Till the last lap, it was in distinct second position. But in true champion style, Wal-Mart, the largest grocery retailer in the us, pipped its counterpart in the UK, Tesco, at the proverbial post to earn the right to partner the Bharti Group, and thereby, to flag off its India retail game plan. Bharti and Tesco, which had been huddled with the Mittals for four long months-periodic speculation of a joint venture, which would be duly denied, made that period seem longer-couldn't agree on a few fronts, paving the way for Wal-Mart to close a deal in double-quick time. "We have signed a Memorandum of Understanding under which we will jointly explore and identify retail market opportunities in India," says Rajan Mittal, Joint Managing Director, Bharti. Under the terms of the collaboration pact, Bharti and Wal-Mart have signed up a master franchise agreement for front-end retailing. Both the companies will be equal stakes partners in the venture. The stores will be branded with a combination of both Bharti and Wal-Mart. The joint venture will not invest in real estate and will look at third-party investors to partner them in infrastructure creation.

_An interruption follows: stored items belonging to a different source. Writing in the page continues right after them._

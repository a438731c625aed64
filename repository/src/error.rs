use thiserror::Error;

#[derive(Debug, Error)]
pub enum RepositoryError {
    /// The backend surfaced a fault, or a persisted row failed to decode.
    /// The surrounding transaction is rolled back.
    #[error("storage error: {0}")]
    Store(#[from] keel_store::StoreError),

    /// A batched lookup was aborted through its cancellation token.
    #[error("operation cancelled")]
    Cancelled,

    /// A precondition was violated. Raised before any I/O.
    #[error("invalid argument: {0}")]
    InvalidArgument(&'static str),
}
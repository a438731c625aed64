//! Block repository — the durable, transactional storage layer of the Keel
//! node.
//!
//! Persists raw block payloads keyed by block hash, optionally maintains a
//! secondary transaction-hash index, and tracks the chain tip as an atomic
//! unit of progress. All multi-table mutations commit atomically through the
//! abstract `keel-store` backend; genesis data is served from an in-memory
//! map and never persisted.

pub mod block;
pub mod cancel;
pub mod error;
pub mod genesis;
pub mod hooks;
pub mod repository;
pub mod schema;
pub mod validation;

pub use block::{Block, BlockHeader, Transaction};
pub use cancel::CancellationToken;
pub use error::RepositoryError;
pub use genesis::Network;
pub use hooks::RepositoryHooks;
pub use repository::BlockRepository;
pub use validation::{BlockValidator, ValidationError, ValidatorChain};
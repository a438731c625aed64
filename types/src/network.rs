//! Network identifier.

use serde::{Deserialize, Serialize};

/// Identifies which Keel network a node is connected to.
#[derive(Clone, Copy, Debug, PartialEq, Eq, Hash, Serialize, Deserialize)]
pub enum NetworkId {
    /// The production network.
    Live,
    /// The public test network.
    Test,
    /// Local development network.
    Dev,
}

impl NetworkId {
    /// Human-readable name.
    pub fn as_str(&self) -> &'static str {
        match self {
            Self::Live => "live",
            Self::Test => "test",
            Self::Dev => "dev",
        }
    }
}
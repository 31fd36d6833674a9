use indexmap::IndexMap;
use serde_json::Value;
use thiserror::Error;

use super::events::{ChangeEvent, Listeners, Subscription};
use super::types::{Attributes, Edge, EdgeId, ElementKind, Node, NodeId, Position, RESERVED_KEYS};

#[derive(Error, Debug, Clone, PartialEq)]
pub enum GraphError {
	#[error("Node {0} not found")]
	NodeNotFound(NodeId),

	#[error("Edge {0} not found")]
	EdgeNotFound(EdgeId),

	#[error("Element {0} not found")]
	ElementNotFound(String),

	#[error("Element {0} already exists")]
	DuplicateId(String),

	#[error("Invalid edge: source node {0} does not exist")]
	InvalidEdgeSource(NodeId),

	#[error("Invalid edge: target node {0} does not exist")]
	InvalidEdgeTarget(NodeId),

	#[error("`{0}` is not a style attribute")]
	ReservedKey(String),
}

pub type GraphResult<T> = Result<T, GraphError>;

/// Mutable directed multigraph backing one editor session.
///
/// Nodes and edges iterate in insertion order; every algorithm in the crate
/// relies on that order being stable. Removal preserves the relative order of
/// the remaining elements.
#[derive(Debug, Default)]
pub struct ConceptGraph {
	nodes: IndexMap<NodeId, Node>,
	edges: IndexMap<EdgeId, Edge>,
	next_id: u64,
	listeners: Listeners,
}

impl ConceptGraph {
	pub fn new() -> Self {
		Self::default()
	}

	pub fn node_count(&self) -> usize {
		self.nodes.len()
	}

	pub fn edge_count(&self) -> usize {
		self.edges.len()
	}

	pub fn is_empty(&self) -> bool {
		self.nodes.is_empty() && self.edges.is_empty()
	}

	pub fn nodes(&self) -> impl Iterator<Item = &Node> {
		self.nodes.values()
	}

	pub fn edges(&self) -> impl Iterator<Item = &Edge> {
		self.edges.values()
	}

	pub fn node(&self, id: &str) -> Option<&Node> {
		self.nodes.get(id)
	}

	pub fn edge(&self, id: &str) -> Option<&Edge> {
		self.edges.get(id)
	}

	pub fn kind_of(&self, id: &str) -> Option<ElementKind> {
		if self.nodes.contains_key(id) {
			Some(ElementKind::Node)
		} else if self.edges.contains_key(id) {
			Some(ElementKind::Edge)
		} else {
			None
		}
	}

	pub fn contains(&self, id: &str) -> bool {
		self.kind_of(id).is_some()
	}

	/// Number of edges touching `id`, counting a self-loop twice.
	pub fn degree(&self, id: &str) -> usize {
		self.edges
			.values()
			.map(|e| usize::from(e.source == id) + usize::from(e.target == id))
			.sum()
	}

	/// Register a change listener. The listener is removed when the handle drops.
	pub fn subscribe(&self, callback: impl Fn(&ChangeEvent) + Send + Sync + 'static) -> Subscription {
		self.listeners.subscribe(callback)
	}

	pub fn listener_count(&self) -> usize {
		self.listeners.len()
	}

	/// An id with `prefix` that no element uses yet.
	pub fn fresh_id(&mut self, prefix: &str) -> String {
		loop {
			self.next_id += 1;
			let id = format!("{prefix}{}", self.next_id);
			if !self.contains(&id) {
				return id;
			}
		}
	}

	pub fn add_node(&mut self, node: Node) -> GraphResult<NodeId> {
		if self.contains(&node.id) {
			return Err(GraphError::DuplicateId(node.id));
		}
		let id = node.id.clone();
		self.nodes.insert(id.clone(), node);
		self.listeners.emit(ChangeEvent::NodeAdded(id.clone()));
		Ok(id)
	}

	/// Add an edge with a generated id and the given attributes.
	pub fn add_edge(
		&mut self,
		source: &str,
		target: &str,
		label: impl Into<String>,
		attrs: Attributes,
	) -> GraphResult<EdgeId> {
		self.check_endpoints(source, target)?;
		let id = self.fresh_id("e");
		let mut edge = Edge::new(id, source, target, label);
		edge.attrs = attrs;
		self.insert_edge(edge)
	}

	/// Add an edge that already carries its id.
	pub fn insert_edge(&mut self, edge: Edge) -> GraphResult<EdgeId> {
		if self.contains(&edge.id) {
			return Err(GraphError::DuplicateId(edge.id));
		}
		self.check_endpoints(&edge.source, &edge.target)?;
		let id = edge.id.clone();
		self.edges.insert(id.clone(), edge);
		self.listeners.emit(ChangeEvent::EdgeAdded(id.clone()));
		Ok(id)
	}

	fn check_endpoints(&self, source: &str, target: &str) -> GraphResult<()> {
		if !self.nodes.contains_key(source) {
			return Err(GraphError::InvalidEdgeSource(source.to_string()));
		}
		if !self.nodes.contains_key(target) {
			return Err(GraphError::InvalidEdgeTarget(target.to_string()));
		}
		Ok(())
	}

	pub fn remove_edge(&mut self, id: &str) -> GraphResult<Edge> {
		let edge = self
			.edges
			.shift_remove(id)
			.ok_or_else(|| GraphError::EdgeNotFound(id.to_string()))?;
		self.listeners.emit(ChangeEvent::EdgeRemoved(edge.id.clone()));
		Ok(edge)
	}

	/// Remove every listed edge that exists; returns how many were removed.
	pub fn remove_edges<I, S>(&mut self, ids: I) -> usize
	where
		I: IntoIterator<Item = S>,
		S: AsRef<str>,
	{
		ids.into_iter()
			.filter(|id| self.remove_edge(id.as_ref()).is_ok())
			.count()
	}

	/// Remove a node together with its incident edges.
	pub fn remove_node(&mut self, id: &str) -> GraphResult<Node> {
		if !self.nodes.contains_key(id) {
			return Err(GraphError::NodeNotFound(id.to_string()));
		}
		let incident: Vec<EdgeId> = self
			.edges
			.values()
			.filter(|e| e.source == id || e.target == id)
			.map(|e| e.id.clone())
			.collect();
		self.remove_edges(&incident);
		let node = self
			.nodes
			.shift_remove(id)
			.ok_or_else(|| GraphError::NodeNotFound(id.to_string()))?;
		self.listeners.emit(ChangeEvent::NodeRemoved(node.id.clone()));
		Ok(node)
	}

	/// Remove a node or an edge by id.
	pub fn remove(&mut self, id: &str) -> GraphResult<ElementKind> {
		match self.kind_of(id) {
			Some(ElementKind::Node) => self.remove_node(id).map(|_| ElementKind::Node),
			Some(ElementKind::Edge) => self.remove_edge(id).map(|_| ElementKind::Edge),
			None => Err(GraphError::ElementNotFound(id.to_string())),
		}
	}

	pub fn set_label(&mut self, id: &str, label: impl Into<String>) -> GraphResult<()> {
		let label = label.into();
		let slot = if let Some(node) = self.nodes.get_mut(id) {
			&mut node.label
		} else if let Some(edge) = self.edges.get_mut(id) {
			&mut edge.label
		} else {
			return Err(GraphError::ElementNotFound(id.to_string()));
		};
		if *slot != label {
			*slot = label;
			self.listeners.emit(ChangeEvent::AttributeChanged {
				id: id.to_string(),
				key: "label".into(),
			});
		}
		Ok(())
	}

	/// Set a style attribute on a node or edge; `Value::Null` removes it.
	///
	/// Returns whether the stored value changed. Unchanged writes emit nothing.
	pub fn set_attr(&mut self, id: &str, key: &str, value: Value) -> GraphResult<bool> {
		if RESERVED_KEYS.contains(&key) {
			return Err(GraphError::ReservedKey(key.to_string()));
		}
		let attrs = if let Some(node) = self.nodes.get_mut(id) {
			&mut node.attrs
		} else if let Some(edge) = self.edges.get_mut(id) {
			&mut edge.attrs
		} else {
			return Err(GraphError::ElementNotFound(id.to_string()));
		};
		let changed = if value.is_null() {
			attrs.shift_remove(key).is_some()
		} else if attrs.get(key) == Some(&value) {
			false
		} else {
			attrs.insert(key.to_string(), value);
			true
		};
		if changed {
			self.listeners.emit(ChangeEvent::AttributeChanged {
				id: id.to_string(),
				key: key.to_string(),
			});
		}
		Ok(changed)
	}

	pub fn set_position(&mut self, id: &str, position: Position) -> GraphResult<()> {
		let node = self
			.nodes
			.get_mut(id)
			.ok_or_else(|| GraphError::NodeNotFound(id.to_string()))?;
		if node.position != position {
			node.position = position;
			self.listeners.emit(ChangeEvent::Moved(vec![id.to_string()]));
		}
		Ok(())
	}

	/// Move many nodes at once, emitting a single event. Unknown ids are skipped.
	pub fn set_positions<I>(&mut self, positions: I) -> usize
	where
		I: IntoIterator<Item = (NodeId, Position)>,
	{
		let mut moved = Vec::new();
		for (id, position) in positions {
			if let Some(node) = self.nodes.get_mut(&id) {
				if node.position != position {
					node.position = position;
					moved.push(id);
				}
			}
		}
		let count = moved.len();
		if count > 0 {
			self.listeners.emit(ChangeEvent::Moved(moved));
		}
		count
	}

	/// Replace every element with those of `other`, keeping the listeners of `self`.
	pub fn replace_with(&mut self, other: ConceptGraph) {
		self.nodes = other.nodes;
		self.edges = other.edges;
		self.next_id = self.next_id.max(other.next_id);
		self.listeners.emit(ChangeEvent::Reset);
	}

	pub fn clear(&mut self) {
		self.replace_with(ConceptGraph::new());
	}

	/// Connected components, treating every edge as undirected.
	///
	/// Components are ordered by their first node in node order, and nodes within a
	/// component keep node order, so the result is stable for an unchanged graph.
	pub fn components(&self) -> Vec<Vec<NodeId>> {
		let mut sets = DisjointSets::new(self.nodes.len());
		for edge in self.edges.values() {
			if let (Some(s), Some(t)) = (
				self.nodes.get_index_of(&edge.source),
				self.nodes.get_index_of(&edge.target),
			) {
				sets.union(s, t);
			}
		}

		let mut by_root: IndexMap<usize, Vec<NodeId>> = IndexMap::new();
		for (idx, id) in self.nodes.keys().enumerate() {
			by_root.entry(sets.find(idx)).or_default().push(id.clone());
		}
		by_root.into_values().collect()
	}
}

/// Union-find over dense node indices.
struct DisjointSets {
	parent: Vec<usize>,
	rank: Vec<usize>,
}

impl DisjointSets {
	fn new(size: usize) -> Self {
		Self {
			parent: (0..size).collect(),
			rank: vec![0; size],
		}
	}

	fn find(&mut self, i: usize) -> usize {
		let mut root = i;
		while self.parent[root] != root {
			root = self.parent[root];
		}
		let mut cur = i;
		while self.parent[cur] != root {
			let next = self.parent[cur];
			self.parent[cur] = root;
			cur = next;
		}
		root
	}

	fn union(&mut self, a: usize, b: usize) {
		let (ra, rb) = (self.find(a), self.find(b));
		if ra == rb {
			return;
		}
		match self.rank[ra].cmp(&self.rank[rb]) {
			std::cmp::Ordering::Less => self.parent[ra] = rb,
			std::cmp::Ordering::Greater => self.parent[rb] = ra,
			std::cmp::Ordering::Equal => {
				self.parent[rb] = ra;
				self.rank[ra] += 1;
			}
		}
	}
}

So, at which point exactly did the trail go cold in the Bharti-Tesco negotiations? The UK retailer's talks with the Mittals screeched to a halt when the issue of shopping formats came up for discussion. Bharti apparently was (and obviously still is) in a mood to launch aggressively, with a flurry of formats in tow-cash-and-carry, hypermarket, supermarket, neighbourhood stores, online stores, et al. "Whichever way the Indian consumer wants to shop, we want to be ready for that," avers Mittal. Tesco, it is learnt, preferred a somber kick-off, perhaps preferring to first gauge consumer response (although in the UK it has a combination of formats, including out-of-town hypermarkets, supermarkets, metro stores-in city-centres-and one-stop small stores). But Bharti might have had other (mega) plans as Mukesh Ambani's retail juggernaut, Reliance Retail, promises to rock with multiple formats, and has already begun to roll.

WHY MITTAL PREFERRED WAL-MART
» US retailer agreeable to an equal status venture (50:50)
» Wal-Mart willing to commit more investment than Tesco
» Royalty payments to be paid by Bharti on the lower side in the Wal-Mart JV
» Wal-Mart willing to launch all types of formats, pan-India
» Wal-Mart moved with speed

"The retail battle between Bharti and Reliance will not be fought in the metros. The strategy will be to focus on customer reach and the speed with which they do it will matter," says Arvind Singhal, Chairman, Technopak Advisors, a Delhi-based retail consultancy. Wal-Mart, which opened its first retail store in 1962 in the US, had confined its operations to small towns for many years and moved on to expand its presence in the big cities only after it had built a strong customer following in the smaller towns. Instead of the no-frills approach that most of the retailers were intent on, Wal-Mart tried the discount approach in small towns, something nobody had thought about. With virtually no competition and the large demographics that it was serving, the company became an instant hit (although labour-relation woes have dogged the retailer famous for its low prices of late). When asked about this strategy in India, Mittal says, "India is a different market." But that won't slow down Wal-Mart's India rumble. "The pan-India roll-out of the multiple shops will happen within the next 12 months," adds Mittal.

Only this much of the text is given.